Strategic voting and the regime’s response in Russia

Mikhail Turchenko,
Associate Professor,
European University at St. Petersburg,
Russia

The State Duma elections are important for Russian authorities. By having a majority in the lower chamber of the parliament via a dominant party, United Russia (UR), the Kremlin maintain an image of the regime strength and invincibility. To control the legislative elections, Russian authorities rely on biased state media, candidate filtering, voter intimidation, and electoral fraud. Pork barrel politics has been using to enlist the loyalty of the officially allowed opposition, especially the one presenting at the parliamentary level. But even in such conditions, strategic protest voting may be efficient.

According to the official results, in the 2011 Duma elections, UR secured 49.31% of the vote and received 77 seats less than in the previous ones. Such a modest UR’s performance in 2011 was, above all, due to a strategy, advocated by Alexei Navalny, a leader of the Russian opposition, who asked citizens to vote ‘for anyone but UR’. This strategy was the first attempt of anti-regime strategic voting in Putin’s Russia. Apart from being easy to understand, this strategy was also easy to be implemented, as all 450 State Duma deputies were elected by the list proportional representation (PR) system in one multimember district at that time.

In 2014, after the annexation of Crimea, the Russian authorities gained an increased level of popular support. This rally-around-the-flag effect coupled with the electoral reform, which reintroduced a mixed-member majoritarian system with half of the seats to be distributed in single-member districts (SMDs) by plurality rule and the other half – by the list PR system, helped the Kremlin to secure a two-thirds majority for UR in the 2016 Duma contest. But before the 2021 Duma elections, the political landscape in the country has changed. UR approval rating reached its worst pre-electoral values, less than 30%, and the Russian opposition had a strategy to challenge its dominance – the ‘smart vote’.

The ‘smart vote’ campaign was proposed by Navalny in November 2018. It worked by advising opposition-minded voters to cast their votes for the strongest non-UR candidates in given electoral districts. To get a ‘smart vote’ recommendation a voter can utilize one of the online resources developed by Navalny’s team. The ‘smart vote’ was first implemented in the 2019 subnational elections and had a visible effect. As Turchenko and Golosov demonstrated in their 2021 Post-Soviet Affairs article, a candidate’s inclusion onto the ‘smart vote’ list boosted her result by about 7% of the popular vote in the course of the 2019 municipal elections in St. Petersburg.

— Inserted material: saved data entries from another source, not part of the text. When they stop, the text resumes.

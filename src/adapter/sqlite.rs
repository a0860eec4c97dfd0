//! SQLite数据库适配器
//!
//! 使用sqlx库实现真实的SQLite会话

use super::utils::{BatchCollector, error_text, escape_sqlite, is_sqlite_numeric, is_valid_charset, materialize_row};
use super::{Driver, Session};
use crate::error::{AsyncSqlError, AsyncSqlResult};
use crate::types::*;
use async_trait::async_trait;
use futures::TryStreamExt;
use rat_logger::{debug, info};
use sqlx::sqlite::{SqliteConnectOptions, SqliteConnection};
use sqlx::{ConnectOptions, Connection, Either};
use std::path::Path;
use std::str::FromStr;

/// SQLite驱动
pub struct SqliteDriver {
    /// 数据库别名
    alias: String,
    /// 数据库文件路径
    path: String,
    /// 是否创建数据库文件（如果不存在）
    create_if_missing: bool,
    /// 连接选项，所有池连接与重建共用同一份
    options: SqliteConnectOptions,
}

impl SqliteDriver {
    /// 由数据库配置创建驱动
    pub fn new(config: &DatabaseConfig) -> AsyncSqlResult<Self> {
        let ConnectionConfig::SQLite {
            path,
            create_if_missing,
        } = &config.connection
        else {
            return Err(crate::async_sql_error!(config, "SQLite连接配置类型不匹配"));
        };

        // 内存数据库：sqlx 为每次解析分配一个共享缓存的命名库，
        // 同一份选项建立的连接看到的是同一个库
        let options = if path == ":memory:" {
            SqliteConnectOptions::from_str("sqlite::memory:")
                .map_err(|e| crate::async_sql_error!(config, e))?
        } else {
            SqliteConnectOptions::new()
                .filename(path)
                .create_if_missing(*create_if_missing)
        };

        Ok(Self {
            alias: config.alias.clone(),
            path: path.clone(),
            create_if_missing: *create_if_missing,
            options,
        })
    }
}

#[async_trait]
impl Driver for SqliteDriver {
    fn db_type(&self) -> DatabaseType {
        DatabaseType::SQLite
    }

    async fn connect(&self) -> AsyncSqlResult<Box<dyn Session>> {
        debug!("建立SQLite连接: 别名={}, 路径={}", self.alias, self.path);

        if self.path != ":memory:" {
            let path = Path::new(&self.path);
            let file_exists = path.exists();

            // 如果文件不存在且不允许创建，则返回错误
            if !file_exists && !self.create_if_missing {
                return Err(AsyncSqlError::ConnectError {
                    message: crate::i18n::tf("error.sqlite_file_not_found", &[("path", &self.path)]),
                });
            }

            // 如果需要创建文件且文件不存在，则创建父目录
            if !file_exists {
                if let Some(parent) = path.parent().filter(|p| !p.as_os_str().is_empty()) {
                    tokio::fs::create_dir_all(parent).await.map_err(|e| {
                        crate::async_sql_error!(connect, format!("创建SQLite数据库目录失败: {}", e))
                    })?;
                }
            }
        }

        let conn = self
            .options
            .connect()
            .await
            .map_err(|e| crate::async_sql_error!(connect, error_text(&e)))?;

        info!("SQLite连接建立成功: 别名={}", self.alias);
        Ok(Box::new(SqliteSession { conn }))
    }
}

/// SQLite会话
pub struct SqliteSession {
    conn: SqliteConnection,
}

#[async_trait]
impl Session for SqliteSession {
    async fn execute(&mut self, sql: &str, flags: QueryFlags) -> Result<Vec<QueryResult>, String> {
        let mut collector = BatchCollector::new(flags);
        let assoc = collector.assoc();
        let mut failure = None;

        let mut stream = sqlx::raw_sql(sql).fetch_many(&mut self.conn);
        loop {
            match stream.try_next().await {
                Ok(Some(Either::Left(done))) => {
                    let last_id = u64::try_from(done.last_insert_rowid()).unwrap_or(0);
                    collector.finish_statement(done.rows_affected(), last_id);
                }
                Ok(Some(Either::Right(row))) => match materialize_row(&row, assoc, is_sqlite_numeric) {
                    Ok(row) => collector.push_row(row),
                    Err(e) => {
                        failure = Some(error_text(&e));
                        break;
                    }
                },
                Ok(None) => break,
                Err(e) => {
                    failure = Some(error_text(&e));
                    break;
                }
            }
        }
        drop(stream);
        collector.finish(failure)
    }

    async fn ping(&mut self) -> bool {
        self.conn.ping().await.is_ok()
    }

    /// SQLite 没有连接级字符集，名称合法即视为成功
    async fn set_character_set(&mut self, charset: &str) -> Result<(), String> {
        if !is_valid_charset(charset) {
            return Err(crate::i18n::tf("error.charset_invalid", &[("name", charset)]));
        }
        Ok(())
    }

    fn escape(&self, text: &str) -> String {
        escape_sqlite(text)
    }

    async fn close(self: Box<Self>) {
        let SqliteSession { conn } = *self;
        if let Err(e) = conn.close().await {
            debug!("关闭SQLite连接时出错: {}", e);
        }
    }
}
//! 错误处理模块
//!
//! 定义引擎对外暴露的错误类型。执行期错误（语句失败、重连失败）不会以 `Err`
//! 的形式穿过引擎边界，而是作为 [`crate::types::QueryResult`] 中的数据返回。

use thiserror::Error;

/// 引擎错误类型
#[derive(Error, Debug)]
pub enum AsyncSqlError {
    /// 初始连接无法建立（对 Connect 致命）
    #[error("{message}")]
    ConnectError { message: String },

    /// 租用中的连接失效且无法重建（仅对当前任务致命）
    #[error("{message}")]
    ReconnectError { message: String },

    /// 数据库拒绝执行语句（仅对对应的结果致命）
    #[error("{message}")]
    StatementError { message: String },

    /// 某个连接拒绝切换字符集
    #[error("{message}")]
    CharsetError { message: String },

    /// 配置错误
    #[error("{message}")]
    ConfigError { message: String },

    /// 数据库别名未找到
    #[error("{}", crate::i18n::tf("error.alias_not_found", &[("alias", alias)]))]
    AliasNotFound { alias: String },

    /// 数据库已不在运行状态，不再接受任务
    #[error("{}", crate::i18n::tf("error.not_running", &[("alias", alias)]))]
    NotRunning { alias: String },

    /// 工作线程启动失败
    #[error("{message}")]
    WorkerSpawn { message: String },

    /// IO 错误
    #[error("IO错误: {0}")]
    IoError(#[from] std::io::Error),
}

/// 引擎结果类型
pub type AsyncSqlResult<T> = Result<T, AsyncSqlError>;

/// 快速构造带翻译消息的错误
///
/// ```
/// use rat_asyncsql::async_sql_error;
///
/// let err = async_sql_error!(config, "连接数不能为零");
/// assert_eq!(err.kind(), "config");
/// ```
#[macro_export]
macro_rules! async_sql_error {
    (connect, $msg:expr) => {
        $crate::error::AsyncSqlError::ConnectError {
            message: $crate::i18n::tf("error.connection", &[("message", &$msg.to_string())]),
        }
    };
    (reconnect, $msg:expr) => {
        $crate::error::AsyncSqlError::ReconnectError {
            message: $crate::i18n::tf("error.reconnect", &[("message", &$msg.to_string())]),
        }
    };
    (statement, $msg:expr) => {
        $crate::error::AsyncSqlError::StatementError {
            message: $msg.to_string(),
        }
    };
    (charset, $msg:expr) => {
        $crate::error::AsyncSqlError::CharsetError {
            message: $crate::i18n::tf("error.charset", &[("message", &$msg.to_string())]),
        }
    };
    (config, $msg:expr) => {
        $crate::error::AsyncSqlError::ConfigError {
            message: $crate::i18n::tf("error.config", &[("message", &$msg.to_string())]),
        }
    };
    (worker, $msg:expr) => {
        $crate::error::AsyncSqlError::WorkerSpawn {
            message: $crate::i18n::tf("error.worker_spawn", &[("message", &$msg.to_string())]),
        }
    };
}

impl AsyncSqlError {
    /// 错误类别名称，便于宿主层做粗粒度分派
    pub fn kind(&self) -> &'static str {
        match self {
            AsyncSqlError::ConnectError { .. } => "connect",
            AsyncSqlError::ReconnectError { .. } => "reconnect",
            AsyncSqlError::StatementError { .. } => "statement",
            AsyncSqlError::CharsetError { .. } => "charset",
            AsyncSqlError::ConfigError { .. } => "config",
            AsyncSqlError::AliasNotFound { .. } => "alias_not_found",
            AsyncSqlError::NotRunning { .. } => "not_running",
            AsyncSqlError::WorkerSpawn { .. } => "worker_spawn",
            AsyncSqlError::IoError(_) => "io",
        }
    }
}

The Kremlin responded to the ‘smart vote’ challenge. Apart from the wave of repressions towards Navalny personally and his allies and supporters, the regime launched an attack on the ‘smart vote’ infrastructure. Eleven days before the start of the 2021 Duma elections which were set to be held from 17 to 19 September, Roskomnadzor, Russia’s federal censorship agency, blocked the ‘smart vote’ website. At the same time, a Moscow court prescribed Google and Yandex stop displaying the term ‘smart voting’ in their search results. On 17 September, during the first day of voting, Google and Apple deleted the apps with the ‘smart vote’ advises from Google Play and App Store under the pressure of Russian officials. Google blocked the ‘smart vote’ recommendations on Google Docs and YouTube as well. Telegram terminated the ‘smart vote’ bot.

According to the official results, the UR list has received 49.82% of popular support, and UR-backed candidates won 198 out of 225 SMDs. This gave the party 324 seats in sum. At the same time, a Russian election watchdog Golos has reported numerous cases of voter intimidation and ballot-box stuffing, while Sergey Shpil’kin, a Russian physicist, assessed the ‘real’ result of the UR list about 31%–33%. At the moment, it is hard to quantitatively assess the impact of the ‘smart vote’ on the results of the 2021 Duma elections, but it seems that the campaign was efficient at least in Moscow. In eight out of fifteen Moscow’s SMDs, the ‘smart vote’-backed candidates would win if not electronic voting, which biased the results in favor of the administrative candidates.

By relying on political repression and having conducted fraudulent elections, the Kremlin kept its control over the lower chamber of the Russian parliament. But even official returns show that UR does not enjoy the support of the majority. Real wages of Russians are still lower than they were in 2013, before the annexation of Crimea, while the rally-around-the-flag effect is exhausted. Hence, future electoral victories of the regime are not taken for granted even under the skewed level playing field. It seems that the Kremlin has no option but to rely on even broader repression inside the country to keep its grip on power.